● **Directions for this task**
Down to the final character, output the records below as they stand.

● **Records**
::::::::::
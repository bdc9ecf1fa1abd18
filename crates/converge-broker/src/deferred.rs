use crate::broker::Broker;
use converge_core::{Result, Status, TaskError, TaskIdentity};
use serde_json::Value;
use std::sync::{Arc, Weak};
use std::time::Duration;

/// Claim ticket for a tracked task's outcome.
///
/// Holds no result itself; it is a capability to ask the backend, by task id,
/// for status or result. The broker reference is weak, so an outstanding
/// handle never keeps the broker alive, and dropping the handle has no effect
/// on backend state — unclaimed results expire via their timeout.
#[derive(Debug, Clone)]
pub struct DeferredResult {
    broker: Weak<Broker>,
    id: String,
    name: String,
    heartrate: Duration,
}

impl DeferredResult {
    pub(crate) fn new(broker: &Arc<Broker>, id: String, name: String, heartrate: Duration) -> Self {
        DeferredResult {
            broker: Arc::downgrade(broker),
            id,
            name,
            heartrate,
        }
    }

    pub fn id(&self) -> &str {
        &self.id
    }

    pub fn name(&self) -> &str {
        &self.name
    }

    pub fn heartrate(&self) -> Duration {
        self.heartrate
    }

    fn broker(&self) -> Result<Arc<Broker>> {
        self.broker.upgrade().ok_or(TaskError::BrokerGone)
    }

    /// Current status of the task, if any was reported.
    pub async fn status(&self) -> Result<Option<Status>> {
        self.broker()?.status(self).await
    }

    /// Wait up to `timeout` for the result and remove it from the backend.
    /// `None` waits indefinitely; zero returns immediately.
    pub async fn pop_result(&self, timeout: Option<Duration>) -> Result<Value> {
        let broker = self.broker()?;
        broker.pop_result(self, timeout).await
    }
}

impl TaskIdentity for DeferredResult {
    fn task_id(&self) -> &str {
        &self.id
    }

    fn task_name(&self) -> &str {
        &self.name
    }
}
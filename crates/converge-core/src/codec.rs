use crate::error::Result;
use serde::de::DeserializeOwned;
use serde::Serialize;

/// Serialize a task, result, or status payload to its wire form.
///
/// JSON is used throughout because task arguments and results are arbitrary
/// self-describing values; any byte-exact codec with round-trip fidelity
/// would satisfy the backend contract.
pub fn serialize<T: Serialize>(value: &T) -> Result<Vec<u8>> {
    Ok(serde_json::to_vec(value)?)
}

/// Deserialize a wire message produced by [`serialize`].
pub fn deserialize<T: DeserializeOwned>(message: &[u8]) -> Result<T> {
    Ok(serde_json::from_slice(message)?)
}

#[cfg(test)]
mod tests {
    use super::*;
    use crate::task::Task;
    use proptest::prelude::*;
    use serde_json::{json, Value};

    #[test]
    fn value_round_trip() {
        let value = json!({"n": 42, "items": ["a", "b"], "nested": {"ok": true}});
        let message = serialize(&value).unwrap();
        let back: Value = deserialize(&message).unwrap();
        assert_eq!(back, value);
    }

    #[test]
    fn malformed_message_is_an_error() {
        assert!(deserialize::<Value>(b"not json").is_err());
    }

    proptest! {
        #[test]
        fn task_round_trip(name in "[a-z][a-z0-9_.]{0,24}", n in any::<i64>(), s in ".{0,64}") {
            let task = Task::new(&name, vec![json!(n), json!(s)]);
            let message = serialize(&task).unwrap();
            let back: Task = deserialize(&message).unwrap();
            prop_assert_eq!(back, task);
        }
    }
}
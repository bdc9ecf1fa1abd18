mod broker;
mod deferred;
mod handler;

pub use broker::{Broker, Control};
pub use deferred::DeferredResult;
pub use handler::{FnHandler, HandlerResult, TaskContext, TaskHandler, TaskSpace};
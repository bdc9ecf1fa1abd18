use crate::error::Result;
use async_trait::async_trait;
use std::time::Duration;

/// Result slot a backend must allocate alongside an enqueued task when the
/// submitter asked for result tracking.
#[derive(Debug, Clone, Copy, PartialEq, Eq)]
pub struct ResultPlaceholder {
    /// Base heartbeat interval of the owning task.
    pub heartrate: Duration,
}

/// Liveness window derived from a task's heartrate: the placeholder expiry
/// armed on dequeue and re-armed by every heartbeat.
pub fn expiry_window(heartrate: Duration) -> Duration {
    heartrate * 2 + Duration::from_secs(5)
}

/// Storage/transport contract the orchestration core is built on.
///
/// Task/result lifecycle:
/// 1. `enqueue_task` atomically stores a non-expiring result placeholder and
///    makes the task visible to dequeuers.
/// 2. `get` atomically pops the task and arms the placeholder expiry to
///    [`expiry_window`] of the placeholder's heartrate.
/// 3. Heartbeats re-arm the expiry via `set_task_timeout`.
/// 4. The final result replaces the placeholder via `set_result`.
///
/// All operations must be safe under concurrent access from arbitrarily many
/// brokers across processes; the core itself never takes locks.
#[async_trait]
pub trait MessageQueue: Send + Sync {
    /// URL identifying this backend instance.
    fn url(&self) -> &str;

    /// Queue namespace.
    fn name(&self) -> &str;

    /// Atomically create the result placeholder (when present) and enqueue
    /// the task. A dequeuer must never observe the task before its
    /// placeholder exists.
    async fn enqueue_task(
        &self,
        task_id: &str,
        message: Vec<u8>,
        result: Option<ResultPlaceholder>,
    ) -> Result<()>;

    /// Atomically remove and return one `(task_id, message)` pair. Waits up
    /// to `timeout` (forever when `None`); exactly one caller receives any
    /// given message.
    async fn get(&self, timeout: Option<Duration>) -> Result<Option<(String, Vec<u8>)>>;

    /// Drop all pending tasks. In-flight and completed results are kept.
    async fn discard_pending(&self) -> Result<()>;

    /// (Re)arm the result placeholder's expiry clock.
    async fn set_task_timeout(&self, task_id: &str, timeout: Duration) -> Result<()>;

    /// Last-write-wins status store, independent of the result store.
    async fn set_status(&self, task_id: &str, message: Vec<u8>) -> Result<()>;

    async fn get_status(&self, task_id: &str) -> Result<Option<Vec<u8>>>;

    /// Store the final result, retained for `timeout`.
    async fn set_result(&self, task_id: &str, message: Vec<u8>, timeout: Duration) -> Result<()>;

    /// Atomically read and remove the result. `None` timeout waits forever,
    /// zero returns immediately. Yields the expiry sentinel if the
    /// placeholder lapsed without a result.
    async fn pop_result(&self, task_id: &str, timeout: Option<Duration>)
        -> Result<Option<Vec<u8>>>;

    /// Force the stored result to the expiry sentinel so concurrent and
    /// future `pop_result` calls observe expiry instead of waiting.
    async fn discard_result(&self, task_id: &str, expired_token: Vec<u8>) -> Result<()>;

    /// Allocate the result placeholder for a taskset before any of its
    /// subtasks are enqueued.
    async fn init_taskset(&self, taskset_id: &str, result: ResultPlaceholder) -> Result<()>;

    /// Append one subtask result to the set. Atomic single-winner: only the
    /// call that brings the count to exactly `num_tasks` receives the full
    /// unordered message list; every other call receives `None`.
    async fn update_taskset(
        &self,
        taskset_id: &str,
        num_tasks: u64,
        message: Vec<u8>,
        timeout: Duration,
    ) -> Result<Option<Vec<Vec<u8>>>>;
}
::::::::::
● **Answer to this task**
repository bdc9ecf1fa1abd18
filename crates/converge-broker/src/deferred.rs
use crate::broker::Broker;
use converge_core::{Result, Status, TaskError, TaskIdentity};
use serde_json::Value;
use std::sync::{Arc, Weak};
use std::time::Duration;

/// Claim ticket for a tracked task's outcome.
///
/// Holds no result itself; it is a capability to ask the backend, by task id,
/// for status or result. The broker reference is weak, so an outstanding
/// handle never keeps the broker alive, and dropping the handle has no effect
/// on backend state — unclaimed results expire via their timeout.
#[derive(Debug, Clone)]
pub struct DeferredResult {
    broker: Weak<Broker>,
    id: String,
    name: String,
    heartrate: Duration,
}

impl DeferredResult {
    pub(crate) fn new(broker: &Arc<Broker>, id: String, name: String, heartrate: Duration) -> Self {
        DeferredResult {
            broker: Arc::downgrade(broker),
            id,
            name,
            heartrate,
        }
    }

    pub fn id(&self) -> &str {
        &self.id
    }

    pub fn name(&self) -> &str {
        &self.name
    }

    pub fn heartrate(&self) -> Duration {
        self.heartrate
    }

    fn broker(&self) -> Result<Arc<Broker>> {
        self.broker.upgrade().ok_or(TaskError::BrokerGone)
    }

    /// Current status of the task, if any was reported.
    pub async fn status(&self) -> Result<Option<Status>> {
        self.broker()?.status(self).await
    }

    /// Wait up to `timeout` for the result and remove it from the backend.
    /// `None` waits indefinitely; zero returns immediately.
    pub async fn pop_result(&self, timeout: Option<Duration>) -> Result<Value> {
        let broker = self.broker()?;
        broker.pop_result(self, timeout).await
    }
}

impl TaskIdentity for DeferredResult {
    fn task_id(&self) -> &str {
        &self.id
    }

    fn task_name(&self) -> &str {
        &self.name
    }
}
filename crates/converge-core/src/codec.rs
use crate::error::Result;
use serde::de::DeserializeOwned;
use serde::Serialize;

/// Serialize a task, result, or status payload to its wire form.
///
/// JSON is used throughout because task arguments and results are arbitrary
/// self-describing values; any byte-exact codec with round-trip fidelity
/// would satisfy the backend contract.
pub fn serialize<T: Serialize>(value: &T) -> Result<Vec<u8>> {
    Ok(serde_json::to_vec(value)?)
}

/// Deserialize a wire message produced by [`serialize`].
pub fn deserialize<T: DeserializeOwned>(message: &[u8]) -> Result<T> {
    Ok(serde_json::from_slice(message)?)
}

#[cfg(test)]
mod tests {
    use super::*;
    use crate::task::Task;
    use proptest::prelude::*;
    use serde_json::{json, Value};

    #[test]
    fn value_round_trip() {
        let value = json!({"n": 42, "items": ["a", "b"], "nested": {"ok": true}});
        let message = serialize(&value).unwrap();
        let back: Value = deserialize(&message).unwrap();
        assert_eq!(back, value);
    }

    #[test]
    fn malformed_message_is_an_error() {
        assert!(deserialize::<Value>(b"not json").is_err());
    }

    proptest! {
        #[test]
        fn task_round_trip(name in "[a-z][a-z0-9_.]{0,24}", n in any::<i64>(), s in ".{0,64}") {
            let task = Task::new(&name, vec![json!(n), json!(s)]);
            let message = serialize(&task).unwrap();
            let back: Task = deserialize(&message).unwrap();
            prop_assert_eq!(back, task);
        }
    }
}
repository bdc9ecf1fa1abd18
mod broker;
mod deferred;
mod handler;

pub use broker::{Broker, Control};
pub use deferred::DeferredResult;
pub use handler::{FnHandler, HandlerResult, TaskContext, TaskHandler, TaskSpace};
repository bdc9ecf1fa1abd18
use crate::error::Result;
use async_trait::async_trait;
use std::time::Duration;

/// Result slot a backend must allocate alongside an enqueued task when the
/// submitter asked for result tracking.
#[derive(Debug, Clone, Copy, PartialEq, Eq)]
pub struct ResultPlaceholder {
    /// Base heartbeat interval of the owning task.
    pub heartrate: Duration,
}

/// Liveness window derived from a task's heartrate: the placeholder expiry
/// armed on dequeue and re-armed by every heartbeat.
pub fn expiry_window(heartrate: Duration) -> Duration {
    heartrate * 2 + Duration::from_secs(5)
}

/// Storage/transport contract the orchestration core is built on.
///
/// Task/result lifecycle:
/// 1. `enqueue_task` atomically stores a non-expiring result placeholder and
///    makes the task visible to dequeuers.
/// 2. `get` atomically pops the task and arms the placeholder expiry to
///    [`expiry_window`] of the placeholder's heartrate.
/// 3. Heartbeats re-arm the expiry via `set_task_timeout`.
/// 4. The final result replaces the placeholder via `set_result`.
///
/// All operations must be safe under concurrent access from arbitrarily many
/// brokers across processes; the core itself never takes locks.
#[async_trait]
pub trait MessageQueue: Send + Sync {
    /// URL identifying this backend instance.
    fn url(&self) -> &str;

    /// Queue namespace.
    fn name(&self) -> &str;

    /// Atomically create the result placeholder (when present) and enqueue
    /// the task. A dequeuer must never observe the task before its
    /// placeholder exists.
    async fn enqueue_task(
        &self,
        task_id: &str,
        message: Vec<u8>,
        result: Option<ResultPlaceholder>,
    ) -> Result<()>;

    /// Atomically remove and return one `(task_id, message)` pair. Waits up
    /// to `timeout` (forever when `None`); exactly one caller receives any
    /// given message.
    async fn get(&self, timeout: Option<Duration>) -> Result<Option<(String, Vec<u8>)>>;

    /// Drop all pending tasks. In-flight and completed results are kept.
    async fn discard_pending(&self) -> Result<()>;

    /// (Re)arm the result placeholder's expiry clock.
    async fn set_task_timeout(&self, task_id: &str, timeout: Duration) -> Result<()>;

    /// Last-write-wins status store, independent of the result store.
    async fn set_status(&self, task_id: &str, message: Vec<u8>) -> Result<()>;

    async fn get_status(&self, task_id: &str) -> Result<Option<Vec<u8>>>;

    /// Store the final result, retained for `timeout`.
    async fn set_result(&self, task_id: &str, message: Vec<u8>, timeout: Duration) -> Result<()>;

    /// Atomically read and remove the result. `None` timeout waits forever,
    /// zero returns immediately. Yields the expiry sentinel if the
    /// placeholder lapsed without a result.
    async fn pop_result(&self, task_id: &str, timeout: Option<Duration>)
        -> Result<Option<Vec<u8>>>;

    /// Force the stored result to the expiry sentinel so concurrent and
    /// future `pop_result` calls observe expiry instead of waiting.
    async fn discard_result(&self, task_id: &str, expired_token: Vec<u8>) -> Result<()>;

    /// Allocate the result placeholder for a taskset before any of its
    /// subtasks are enqueued.
    async fn init_taskset(&self, taskset_id: &str, result: ResultPlaceholder) -> Result<()>;

    /// Append one subtask result to the set. Atomic single-winner: only the
    /// call that brings the count to exactly `num_tasks` receives the full
    /// unordered message list; every other call receives `None`.
    async fn update_taskset(
        &self,
        taskset_id: &str,
        num_tasks: u64,
        message: Vec<u8>,
        timeout: Duration,
    ) -> Result<Option<Vec<Vec<u8>>>>;
}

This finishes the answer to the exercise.